───── Stored data

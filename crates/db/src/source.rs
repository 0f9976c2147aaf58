// crates/db/src/source.rs
use async_trait::async_trait;
use serde::de::DeserializeOwned;
use serde::Deserialize;
use serde_json::Value;

use crate::query::Query;
use crate::DbResult;

/// Rows and optional exact count returned for one query.
#[derive(Debug, Clone, Default, PartialEq)]
pub struct QueryResponse {
    pub rows: Vec<Value>,
    pub count: Option<u64>,
}

impl QueryResponse {
    pub fn decode<T: DeserializeOwned>(&self) -> DbResult<Vec<T>> {
        self.rows
            .iter()
            .map(|row| T::deserialize(row).map_err(Into::into))
            .collect()
    }

    /// The exact count, or 0 when the backend did not report one.
    pub fn total(&self) -> usize {
        self.count.unwrap_or(0) as usize
    }
}

/// Anything that can answer a PostgREST-shaped query.
#[async_trait]
pub trait DataSource: Send + Sync {
    async fn execute(&self, query: &Query) -> DbResult<QueryResponse>;
}

/// Single-column projections used by the scans.
#[derive(Debug, Deserialize)]
pub(crate) struct SessionRow {
    #[serde(default)]
    pub session_id: String,
}

#[derive(Debug, Deserialize)]
pub(crate) struct SessionTimestampRow {
    #[serde(default)]
    pub session_id: String,
    #[serde(default)]
    pub timestamp: Option<String>,
}

#[derive(Debug, Deserialize)]
pub(crate) struct PhoneRow {
    #[serde(default)]
    pub phone_number: String,
}

#[cfg(test)]
mod tests {
    use super::*;
    use crysta_view_core::Lead;
    use serde_json::json;

    #[test]
    fn test_decode_rows() {
        let resp = QueryResponse {
            rows: vec![json!({"id": 1, "phone_number": "9876543210"}), json!({"id": 2})],
            count: Some(2),
        };
        let leads: Vec<Lead> = resp.decode().unwrap();
        assert_eq!(leads.len(), 2);
        assert_eq!(leads[0].phone_number, "9876543210");
        assert_eq!(resp.total(), 2);
    }

    #[test]
    fn test_decode_rejects_wrong_shape() {
        let resp = QueryResponse {
            rows: vec![json!("not an object")],
            count: None,
        };
        assert!(resp.decode::<Lead>().is_err());
        assert_eq!(resp.total(), 0);
    }
}
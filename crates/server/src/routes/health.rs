// crates/server/src/routes/health.rs
//! Health check endpoint for the API.

use std::sync::Arc;

use axum::{extract::State, routing::get, Json, Router};
use serde::Serialize;

use crate::state::AppState;

/// Response for the health check endpoint.
#[derive(Debug, Serialize)]
#[cfg_attr(test, derive(serde::Deserialize))]
pub struct HealthResponse {
    pub status: String,
    pub version: String,
    pub uptime_secs: u64,
}

/// GET /api/health - Health check endpoint.
///
/// Returns server status, version, and uptime. Never touches the backend.
pub async fn health_check(State(state): State<Arc<AppState>>) -> Json<HealthResponse> {
    Json(HealthResponse {
        status: "ok".to_string(),
        version: env!("CARGO_PKG_VERSION").to_string(),
        uptime_secs: state.uptime_secs(),
    })
}

/// Create the health routes router.
pub fn router() -> Router<Arc<AppState>> {
    Router::new().route("/health", get(health_check))
}
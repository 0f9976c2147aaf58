// crates/db/src/queries/activity.rs
// Recent leads and messages for the dashboard activity feed.

use std::collections::{HashMap, HashSet};

use chrono::{DateTime, Utc};
use crysta_view_core::transform::{extract_ai_output, format_relative_time, lead_status_color};
use crysta_view_core::{ChatHistory, ChatRole, Lead, RecentActivity, RecentChat, RecentLead};
use tracing::warn;

use crate::query::{Query, Table};
use crate::{Database, DbResult};

pub const RECENT_LEADS_LIMIT: usize = 5;
pub const RECENT_CHATS_LIMIT: usize = 10;
/// Longest message preview in the feed before `...` is appended.
pub const RECENT_PREVIEW_CHARS: usize = 150;

fn preview(content: &str) -> String {
    if content.chars().count() <= RECENT_PREVIEW_CHARS {
        return content.to_string();
    }
    let cut: String = content.chars().take(RECENT_PREVIEW_CHARS).collect();
    format!("{cut}...")
}

fn recent_lead(lead: Lead, now: DateTime<Utc>) -> RecentLead {
    let lead_status = lead
        .lead_status
        .filter(|s| !s.is_empty())
        .unwrap_or_else(|| "incomplete".into());
    RecentLead {
        id: lead.id,
        name: lead.full_name.filter(|n| !n.is_empty()).unwrap_or_else(|| "Unknown".into()),
        phone: lead.phone_number,
        location: lead
            .user_city
            .filter(|c| !c.is_empty())
            .unwrap_or_else(|| "Not specified".into()),
        age: lead.age,
        status_color: lead_status_color(&lead_status).to_string(),
        lead_status,
        relative_time: format_relative_time(&lead.created_at, now),
        created_at: lead.created_at,
    }
}

fn recent_chat(chat: ChatHistory, names: &HashMap<String, String>, now: DateTime<Utc>) -> RecentChat {
    let role = chat.message.role();
    let content = match role {
        ChatRole::Ai => extract_ai_output(chat.message.content()),
        _ => chat.message.content().to_string(),
    };
    RecentChat {
        id: chat.id,
        user_name: names.get(&chat.session_id).cloned(),
        session_id: chat.session_id,
        message_type: role,
        message_content: preview(&content),
        relative_time: format_relative_time(&chat.timestamp, now),
        timestamp: chat.timestamp,
    }
}

impl Database {
    /// Newest leads and newest messages, each message tagged with its
    /// sender's name when the lead row has one. Ages are relative to `now`.
    pub async fn recent_activity(
        &self,
        limit_leads: usize,
        limit_chats: usize,
        now: DateTime<Utc>,
    ) -> DbResult<RecentActivity> {
        let leads_query = Query::from(Table::Users)
            .select("id, phone_number, full_name, user_city, age, lead_status, created_at")
            .order("created_at", false)
            .limit(limit_leads);
        let chats_query = Query::from(Table::ChatHistories)
            .select("id, session_id, message, timestamp")
            .order("timestamp", false)
            .limit(limit_chats);

        let (leads, chats) = tokio::try_join!(
            self.source().execute(&leads_query),
            self.source().execute(&chats_query),
        )?;
        let leads: Vec<Lead> = leads.decode()?;
        let chats: Vec<ChatHistory> = chats.decode()?;

        let mut seen = HashSet::new();
        let sessions: Vec<String> = chats
            .iter()
            .filter(|c| seen.insert(c.session_id.as_str()))
            .map(|c| c.session_id.clone())
            .collect();
        let names = self.names_for_phones(&sessions).await;

        Ok(RecentActivity {
            leads: leads.into_iter().map(|l| recent_lead(l, now)).collect(),
            chats: chats
                .into_iter()
                .map(|c| recent_chat(c, &names, now))
                .collect(),
        })
    }

    /// Phone to full name for the given phones. Lookup failures only cost
    /// the names.
    async fn names_for_phones(&self, phones: &[String]) -> HashMap<String, String> {
        if phones.is_empty() {
            return HashMap::new();
        }
        let query = Query::from(Table::Users)
            .select("phone_number, full_name")
            .in_list("phone_number", phones.iter().cloned());
        match self.source().execute(&query).await.and_then(|r| r.decode::<Lead>()) {
            Ok(leads) => leads
                .into_iter()
                .filter_map(|l| {
                    let name = l.full_name.filter(|n| !n.is_empty())?;
                    Some((l.phone_number, name))
                })
                .collect(),
            Err(e) => {
                warn!(error = %e, "failed to look up names for recent messages");
                HashMap::new()
            }
        }
    }
}

#[cfg(test)]
mod tests {
    use super::*;

    #[test]
    fn test_preview_truncates_at_150() {
        assert_eq!(preview("short"), "short");
        let long = "x".repeat(151);
        let cut = preview(&long);
        assert_eq!(cut.len(), 153);
        assert!(cut.ends_with("..."));
    }

    #[test]
    fn test_recent_lead_defaults() {
        let lead = recent_lead(
            Lead {
                id: 9,
                phone_number: "1".into(),
                created_at: "2024-01-10T11:00:00Z".into(),
                ..Default::default()
            },
            "2024-01-10T12:00:00Z".parse().unwrap(),
        );
        assert_eq!(lead.name, "Unknown");
        assert_eq!(lead.location, "Not specified");
        assert_eq!(lead.lead_status, "incomplete");
        assert_eq!(lead.status_color, "bg-yellow-100 text-yellow-800");
        assert_eq!(lead.relative_time, "1 hour ago");
    }
}
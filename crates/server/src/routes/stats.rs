// crates/server/src/routes/stats.rs
//! Dashboard headline numbers.

use std::sync::Arc;

use axum::{extract::State, routing::get, Json, Router};
use chrono::Utc;
use crysta_view_core::{DashboardOverview, GlobalStats};

use crate::error::or_default;
use crate::state::AppState;

/// GET /api/stats/dashboard - totals, rates and distributions.
pub async fn dashboard(State(state): State<Arc<AppState>>) -> Json<DashboardOverview> {
    Json(or_default(
        "stats_dashboard",
        state.db.dashboard_overview(Utc::now()).await,
    ))
}

/// GET /api/stats/global - cached conversation and user totals.
pub async fn global(State(state): State<Arc<AppState>>) -> Json<GlobalStats> {
    Json(or_default("stats_global", state.db.global_stats().await))
}

pub fn router() -> Router<Arc<AppState>> {
    Router::new()
        .route("/stats/dashboard", get(dashboard))
        .route("/stats/global", get(global))
}
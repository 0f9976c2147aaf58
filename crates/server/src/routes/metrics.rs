// crates/server/src/routes/metrics.rs
//! Prometheus scrape endpoint at `GET /metrics`, outside the `/api` prefix
//! and the sign-in gate.

use std::sync::Arc;

use axum::{
    http::{header, StatusCode},
    response::{IntoResponse, Response},
    routing::get,
    Router,
};

use crate::metrics::render_metrics;
use crate::state::AppState;

/// 503 until the recorder is installed.
pub async fn metrics_handler() -> Response {
    match render_metrics() {
        Some(output) => (
            StatusCode::OK,
            [(header::CONTENT_TYPE, "text/plain; version=0.0.4; charset=utf-8")],
            output,
        )
            .into_response(),
        None => (StatusCode::SERVICE_UNAVAILABLE, "Metrics not initialized").into_response(),
    }
}

pub fn router() -> Router<Arc<AppState>> {
    Router::new().route("/metrics", get(metrics_handler))
}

──────────

Please show every line of the entries above that contains the word "RecentLead".

■ Result of the task ■
use crysta_view_core::{ChatHistory, ChatRole, Lead, RecentActivity, RecentChat, RecentLead};
fn recent_lead(lead: Lead, now: DateTime<Utc>) -> RecentLead {
    RecentLead {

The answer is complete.